→ WORK INSTRUCTIONS
Among the lines below, how many carry the string "soon"? Reply with a number and nothing else.

[Collected data]
//! Retry on transient failure
//!
//! Wraps any fallible operation and re-runs it while the backend classifies
//! the error as transient (deadlock victim, lock timeout). Every other error
//! is returned unchanged on the first occurrence.
//!
//! The delay between attempts follows an exponential backoff bounded by
//! `max_delay`. The default configuration retries immediately, which suits
//! contention that resolves as soon as the competing transaction finishes.

use std::time::Duration;

use dataaccess_core::{DataError, DataResult};
use tracing::{debug, warn};

/// Default number of attempts, including the first one
pub const DEFAULT_MAX_ATTEMPTS: u32 = 6;

/// Configuration for retry behavior
///
/// # Example
/// ```
/// use std::time::Duration;
/// use dataaccess_engine::RetryConfig;
///
/// let config = RetryConfig::new()
///     .with_max_attempts(4)
///     .with_base_delay(Duration::from_millis(5))
///     .with_max_delay(Duration::from_millis(40));
/// assert_eq!(config.delay_for(1), Duration::from_millis(5));
/// assert_eq!(config.delay_for(3), Duration::from_millis(20));
/// assert_eq!(config.delay_for(9), Duration::from_millis(40));
/// ```
#[derive(Debug, Clone, PartialEq, Eq)]
pub struct RetryConfig {
    /// Total attempts, including the first one (0 behaves like 1)
    pub max_attempts: u32,
    /// Delay after the first failed attempt
    pub base_delay: Duration,
    /// Upper bound for any single delay
    pub max_delay: Duration,
}

impl Default for RetryConfig {
    fn default() -> Self {
        Self {
            max_attempts: DEFAULT_MAX_ATTEMPTS,
            base_delay: Duration::ZERO,
            max_delay: Duration::ZERO,
        }
    }
}

impl RetryConfig {
    /// Create a new RetryConfig with default values
    pub fn new() -> Self {
        Self::default()
    }

    /// Run the operation exactly once
    pub fn no_retry() -> Self {
        Self {
            max_attempts: 1,
            ..Default::default()
        }
    }

    /// Set the total number of attempts
    pub fn with_max_attempts(mut self, max_attempts: u32) -> Self {
        self.max_attempts = max_attempts;
        self
    }

    /// Set the base delay for exponential backoff
    pub fn with_base_delay(mut self, base_delay: Duration) -> Self {
        self.base_delay = base_delay;
        self
    }

    /// Set the maximum delay between attempts
    pub fn with_max_delay(mut self, max_delay: Duration) -> Self {
        self.max_delay = max_delay;
        self
    }

    /// Delay to wait after failed attempt number `attempt` (1-based)
    pub fn delay_for(&self, attempt: u32) -> Duration {
        // Cap the shift to prevent overflow
        let shift = attempt.saturating_sub(1).min(31);
        let delay = self.base_delay.saturating_mul(1u32 << shift);
        delay.min(self.max_delay.max(self.base_delay))
    }

    fn attempts(&self) -> u32 {
        self.max_attempts.max(1)
    }
}

/// Run `operation`, retrying while `is_transient` accepts its error
///
/// # Returns
/// * `Ok(T)` - as soon as one attempt succeeds
/// * `Err(e)` - the original error of the first non-transient failure
/// * `Err(DataError::RetryExhausted)` - every attempt failed transiently;
///   the last error is kept as the source
pub fn retry_on_transient_failure<T, F, P>(
    config: &RetryConfig,
    operation: &str,
    is_transient: P,
    mut op: F,
) -> DataResult<T>
where
    F: FnMut() -> DataResult<T>,
    P: Fn(&DataError) -> bool,
{
    let max_attempts = config.attempts();
    let mut attempt = 1;

    loop {
        match op() {
            Ok(value) => {
                if attempt > 1 {
                    debug!(
                        target: "dataaccess::retry",
                        operation,
                        attempt,
                        "Operation succeeded after retry"
                    );
                }
                return Ok(value);
            }
            Err(e) if !is_transient(&e) => return Err(e),
            Err(e) if attempt >= max_attempts => {
                warn!(
                    target: "dataaccess::retry",
                    operation,
                    attempts = attempt,
                    error = %e,
                    "Giving up after transient failures"
                );
                return Err(DataError::RetryExhausted {
                    attempts: attempt,
                    source: Box::new(e),
                });
            }
            Err(e) => {
                let delay = config.delay_for(attempt);
                warn!(
                    target: "dataaccess::retry",
                    operation,
                    attempt,
                    max_attempts,
                    error = %e,
                    delay_ms = delay.as_millis() as u64,
                    "Transient failure, retrying"
                );
                if !delay.is_zero() {
                    std::thread::sleep(delay);
                }
                attempt += 1;
            }
        }
    }
}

→ SOLUTION TO THIS PROBLEM
2